### SUPPLIED INFORMATION:
/---
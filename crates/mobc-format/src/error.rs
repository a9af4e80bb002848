//! Error type of the artifact layer.

use mobc_core::CoreError;
use thiserror::Error;

/// Alias résultat du crate.
pub type Result<T> = std::result::Result<T, Error>;

/// Every way a load or save can fail. Each error aborts the whole call.
#[derive(Debug, Error)]
pub enum Error {
    /// Upstream read/write failure (file, stream, writer callback).
    #[error("i/o error: {0}")]
    Io(#[from] std::io::Error),

    /// Malformed, truncated or unrecognised header/table.
    #[error("malformed artifact{}: {reason}", .offset.map(|o| format!(" at offset {o}")).unwrap_or_default())]
    Format {
        /// Absolute offset of the offending bytes, when known.
        offset: Option<u64>,
        /// Human readable reason.
        reason: String,
    },

    /// Schema version outside of what this runtime reads.
    #[error("unsupported schema version {found}: this runtime reads versions {oldest}..={current}")]
    UnsupportedVersion {
        /// Version stamped in the artifact.
        found: u32,
        /// Oldest readable version.
        oldest: u32,
        /// Version written by this runtime.
        current: u32,
    },

    /// A registered upgrader failed.
    #[error("upgrade of `{method}` failed at pc {pc} (`{operator}`): {reason}")]
    Upgrade {
        /// Method being upgraded.
        method: String,
        /// Instruction index.
        pc: usize,
        /// Operator the upgrader was matched on.
        operator: String,
        /// Why it failed.
        reason: String,
    },

    /// The module handed to `save` does not validate.
    #[error("invalid module: {0}")]
    Invalid(String),
}

impl Error {
    /// `Format` error at a known offset.
    pub fn format_at(offset: usize, reason: impl Into<String>) -> Self {
        Self::Format { offset: Some(offset as u64), reason: reason.into() }
    }

    /// `Format` error without location.
    pub fn format(reason: impl Into<String>) -> Self { Self::Format { offset: None, reason: reason.into() } }

    /// Save-side encoding failure: a length the 32-bit tables cannot hold.
    pub fn oversized(e: CoreError) -> Self { Self::Invalid(e.to_string()) }

    /// `UnsupportedVersion` for `found` against this runtime's range.
    pub const fn unsupported(found: u32) -> Self {
        Self::UnsupportedVersion {
            found,
            oldest: mobc_core::OLDEST_SCHEMA_VERSION,
            current: mobc_core::SCHEMA_VERSION,
        }
    }

    /// True for `Format`.
    pub const fn is_format(&self) -> bool { matches!(self, Self::Format { .. }) }
}

/// Low-level decoding errors surface as `Format`, keeping their offset.
impl From<CoreError> for Error {
    fn from(e: CoreError) -> Self { Self::Format { offset: e.offset(), reason: e.to_string() } }
}
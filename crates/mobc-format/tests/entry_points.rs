mod common;

use std::{fs, io};

use common::{extra, linear_module, options, stripped, tuple_module};
use mobc_format::{
    load, load_from_file, load_from_reader, save, save_to_file, save_to_writer, save_with, save_with_writer_fn, BackingBuffer,
    Error, ExtraFiles,
};
use pretty_assertions::assert_eq;

#[test]
fn file_roundtrip() {
    let dir = tempfile::tempdir().unwrap();
    let path = dir.path().join("linear.mobc");
    let module = linear_module();
    save_to_file(&module, &path, &extra(&[("notes.txt", "v1")])).unwrap();

    let mut found = ExtraFiles::new();
    let back = load_from_file(&path, &mut found).unwrap();
    assert_eq!(back, stripped(&module));
    assert_eq!(found, extra(&[("notes.txt", "v1")]));
    assert_eq!(fs::read(&path).unwrap(), save(&module, &found).unwrap());
}

#[test]
fn missing_file_is_an_io_error() {
    let dir = tempfile::tempdir().unwrap();
    let err = load_from_file(dir.path().join("absent.mobc"), &mut ExtraFiles::new()).unwrap_err();
    assert!(matches!(err, Error::Io(ref e) if e.kind() == io::ErrorKind::NotFound), "{err}");
}

#[test]
fn stream_roundtrip() {
    let module = tuple_module();
    let mut stream = Vec::new();
    save_to_writer(&module, &mut stream, &ExtraFiles::new()).unwrap();
    let back = load_from_reader(io::Cursor::new(stream), &mut ExtraFiles::new()).unwrap();
    assert_eq!(back, module);
}

#[test]
fn writer_fn_is_called_once_with_the_whole_artifact() {
    let module = tuple_module();
    let files = extra(&[("README", "hi")]);
    let mut captured = Vec::new();
    let mut calls = 0;
    save_with_writer_fn(&module, &files, false, |bytes| {
        calls += 1;
        captured.extend_from_slice(bytes);
        bytes.len()
    })
    .unwrap();
    assert_eq!(calls, 1);

    let mut found = ExtraFiles::new();
    assert_eq!(load(BackingBuffer::from_vec(captured), &mut found).unwrap(), module);
    assert_eq!(found, files);
}

#[test]
fn short_writes_are_io_errors() {
    let err = save_with_writer_fn(&tuple_module(), &ExtraFiles::new(), false, |bytes| bytes.len() - 1).unwrap_err();
    assert!(matches!(err, Error::Io(ref e) if e.kind() == io::ErrorKind::WriteZero), "{err}");
}

#[test]
fn extra_files_never_overwrite_caller_entries() {
    let bytes = save(&tuple_module(), &extra(&[("README", "hi"), ("LICENSE", "MIT")])).unwrap();

    let mut found = extra(&[("README", "mine"), ("other.txt", "x")]);
    load(BackingBuffer::from_vec(bytes), &mut found).unwrap();
    assert_eq!(found, extra(&[("LICENSE", "MIT"), ("README", "mine"), ("other.txt", "x")]));
}

#[test]
fn failed_loads_leave_extra_files_untouched() {
    let mut bytes = save(&tuple_module(), &extra(&[("README", "hi")])).unwrap();
    let last = bytes.len() - 1;
    bytes[last] ^= 0xFF;

    let mut found = extra(&[("kept", "1")]);
    assert!(load(BackingBuffer::from_vec(bytes), &mut found).unwrap_err().is_format());
    assert_eq!(found, extra(&[("kept", "1")]));
}

#[test]
fn invalid_modules_are_refused_on_save() {
    let mut module = tuple_module();
    module.methods[0].ops[0] = mobc_core::Op::LoadConst(9);
    assert!(matches!(save(&module, &ExtraFiles::new()), Err(Error::Invalid(_))));
}

#[test]
fn names_the_source_text_cannot_carry_are_refused_on_save() {
    use mobc_core::OperatorRef;

    let renamed = |f: &dyn Fn(&mut mobc_core::Module)| {
        let mut module = tuple_module();
        f(&mut module);
        save_with(&module, &ExtraFiles::new(), &options(false, true))
    };
    let refused = [
        renamed(&|m| m.name.clear()),
        renamed(&|m| m.methods[0].name = "forward-v2".into()),
        renamed(&|m| m.methods[0].params[0] = "x y".into()),
        renamed(&|m| m.methods[0].operators[0] = OperatorRef::new("aten::foo.bar", "").with_args(2)),
    ];
    for result in refused {
        assert!(matches!(result, Err(Error::Invalid(_))), "{result:?}");
    }

    let mut module = tuple_module();
    module.methods[0].name = "vorwärts_2".into();
    module.methods[0].operators[0] = OperatorRef::new("aten::foo", "bar.baz").with_args(2);
    let bytes = save_with(&module, &ExtraFiles::new(), &options(false, true)).unwrap();
    assert_eq!(load(BackingBuffer::from_vec(bytes), &mut ExtraFiles::new()).unwrap(), module);
}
\---
### WHAT IS NEEDED:
Retype the entire listing word for word.

### EXERCISE ANSWER:
filename crates/mobc-format/src/error.rs
repository a9af4e80bb002848
//! Error type of the artifact layer.

use mobc_core::CoreError;
use thiserror::Error;

/// Alias résultat du crate.
pub type Result<T> = std::result::Result<T, Error>;

/// Every way a load or save can fail. Each error aborts the whole call.
#[derive(Debug, Error)]
pub enum Error {
    /// Upstream read/write failure (file, stream, writer callback).
    #[error("i/o error: {0}")]
    Io(#[from] std::io::Error),

    /// Malformed, truncated or unrecognised header/table.
    #[error("malformed artifact{}: {reason}", .offset.map(|o| format!(" at offset {o}")).unwrap_or_default())]
    Format {
        /// Absolute offset of the offending bytes, when known.
        offset: Option<u64>,
        /// Human readable reason.
        reason: String,
    },

    /// Schema version outside of what this runtime reads.
    #[error("unsupported schema version {found}: this runtime reads versions {oldest}..={current}")]
    UnsupportedVersion {
        /// Version stamped in the artifact.
        found: u32,
        /// Oldest readable version.
        oldest: u32,
        /// Version written by this runtime.
        current: u32,
    },

    /// A registered upgrader failed.
    #[error("upgrade of `{method}` failed at pc {pc} (`{operator}`): {reason}")]
    Upgrade {
        /// Method being upgraded.
        method: String,
        /// Instruction index.
        pc: usize,
        /// Operator the upgrader was matched on.
        operator: String,
        /// Why it failed.
        reason: String,
    },

    /// The module handed to `save` does not validate.
    #[error("invalid module: {0}")]
    Invalid(String),
}

impl Error {
    /// `Format` error at a known offset.
    pub fn format_at(offset: usize, reason: impl Into<String>) -> Self {
        Self::Format { offset: Some(offset as u64), reason: reason.into() }
    }

    /// `Format` error without location.
    pub fn format(reason: impl Into<String>) -> Self { Self::Format { offset: None, reason: reason.into() } }

    /// Save-side encoding failure: a length the 32-bit tables cannot hold.
    pub fn oversized(e: CoreError) -> Self { Self::Invalid(e.to_string()) }

    /// `UnsupportedVersion` for `found` against this runtime's range.
    pub const fn unsupported(found: u32) -> Self {
        Self::UnsupportedVersion {
            found,
            oldest: mobc_core::OLDEST_SCHEMA_VERSION,
            current: mobc_core::SCHEMA_VERSION,
        }
    }

    /// True for `Format`.
    pub const fn is_format(&self) -> bool { matches!(self, Self::Format { .. }) }
}

/// Low-level decoding errors surface as `Format`, keeping their offset.
impl From<CoreError> for Error {
    fn from(e: CoreError) -> Self { Self::Format { offset: e.offset(), reason: e.to_string() } }
}
filename crates/mobc-format/tests/entry_points.rs
mod common;

use std::{fs, io};

use common::{extra, linear_module, options, stripped, tuple_module};
use mobc_format::{
    load, load_from_file, load_from_reader, save, save_to_file, save_to_writer, save_with, save_with_writer_fn, BackingBuffer,
    Error, ExtraFiles,
};
use pretty_assertions::assert_eq;

#[test]
fn file_roundtrip() {
    let dir = tempfile::tempdir().unwrap();
    let path = dir.path().join("linear.mobc");
    let module = linear_module();
    save_to_file(&module, &path, &extra(&[("notes.txt", "v1")])).unwrap();

    let mut found = ExtraFiles::new();
    let back = load_from_file(&path, &mut found).unwrap();
    assert_eq!(back, stripped(&module));
    assert_eq!(found, extra(&[("notes.txt", "v1")]));
    assert_eq!(fs::read(&path).unwrap(), save(&module, &found).unwrap());
}

#[test]
fn missing_file_is_an_io_error() {
    let dir = tempfile::tempdir().unwrap();
    let err = load_from_file(dir.path().join("absent.mobc"), &mut ExtraFiles::new()).unwrap_err();
    assert!(matches!(err, Error::Io(ref e) if e.kind() == io::ErrorKind::NotFound), "{err}");
}

#[test]
fn stream_roundtrip() {
    let module = tuple_module();
    let mut stream = Vec::new();
    save_to_writer(&module, &mut stream, &ExtraFiles::new()).unwrap();
    let back = load_from_reader(io::Cursor::new(stream), &mut ExtraFiles::new()).unwrap();
    assert_eq!(back, module);
}

#[test]
fn writer_fn_is_called_once_with_the_whole_artifact() {
    let module = tuple_module();
    let files = extra(&[("README", "hi")]);
    let mut captured = Vec::new();
    let mut calls = 0;
    save_with_writer_fn(&module, &files, false, |bytes| {
        calls += 1;
        captured.extend_from_slice(bytes);
        bytes.len()
    })
    .unwrap();
    assert_eq!(calls, 1);

    let mut found = ExtraFiles::new();
    assert_eq!(load(BackingBuffer::from_vec(captured), &mut found).unwrap(), module);
    assert_eq!(found, files);
}

#[test]
fn short_writes_are_io_errors() {
    let err = save_with_writer_fn(&tuple_module(), &ExtraFiles::new(), false, |bytes| bytes.len() - 1).unwrap_err();
    assert!(matches!(err, Error::Io(ref e) if e.kind() == io::ErrorKind::WriteZero), "{err}");
}

#[test]
fn extra_files_never_overwrite_caller_entries() {
    let bytes = save(&tuple_module(), &extra(&[("README", "hi"), ("LICENSE", "MIT")])).unwrap();

    let mut found = extra(&[("README", "mine"), ("other.txt", "x")]);
    load(BackingBuffer::from_vec(bytes), &mut found).unwrap();
    assert_eq!(found, extra(&[("LICENSE", "MIT"), ("README", "mine"), ("other.txt", "x")]));
}

#[test]
fn failed_loads_leave_extra_files_untouched() {
    let mut bytes = save(&tuple_module(), &extra(&[("README", "hi")])).unwrap();
    let last = bytes.len() - 1;
    bytes[last] ^= 0xFF;

    let mut found = extra(&[("kept", "1")]);
    assert!(load(BackingBuffer::from_vec(bytes), &mut found).unwrap_err().is_format());
    assert_eq!(found, extra(&[("kept", "1")]));
}

#[test]
fn invalid_modules_are_refused_on_save() {
    let mut module = tuple_module();
    module.methods[0].ops[0] = mobc_core::Op::LoadConst(9);
    assert!(matches!(save(&module, &ExtraFiles::new()), Err(Error::Invalid(_))));
}

#[test]
fn names_the_source_text_cannot_carry_are_refused_on_save() {
    use mobc_core::OperatorRef;

    let renamed = |f: &dyn Fn(&mut mobc_core::Module)| {
        let mut module = tuple_module();
        f(&mut module);
        save_with(&module, &ExtraFiles::new(), &options(false, true))
    };
    let refused = [
        renamed(&|m| m.name.clear()),
        renamed(&|m| m.methods[0].name = "forward-v2".into()),
        renamed(&|m| m.methods[0].params[0] = "x y".into()),
        renamed(&|m| m.methods[0].operators[0] = OperatorRef::new("aten::foo.bar", "").with_args(2)),
    ];
    for result in refused {
        assert!(matches!(result, Err(Error::Invalid(_))), "{result:?}");
    }

    let mut module = tuple_module();
    module.methods[0].name = "vorwärts_2".into();
    module.methods[0].operators[0] = OperatorRef::new("aten::foo", "bar.baz").with_args(2);
    let bytes = save_with(&module, &ExtraFiles::new(), &options(false, true)).unwrap();
    assert_eq!(load(BackingBuffer::from_vec(bytes), &mut ExtraFiles::new()).unwrap(), module);
}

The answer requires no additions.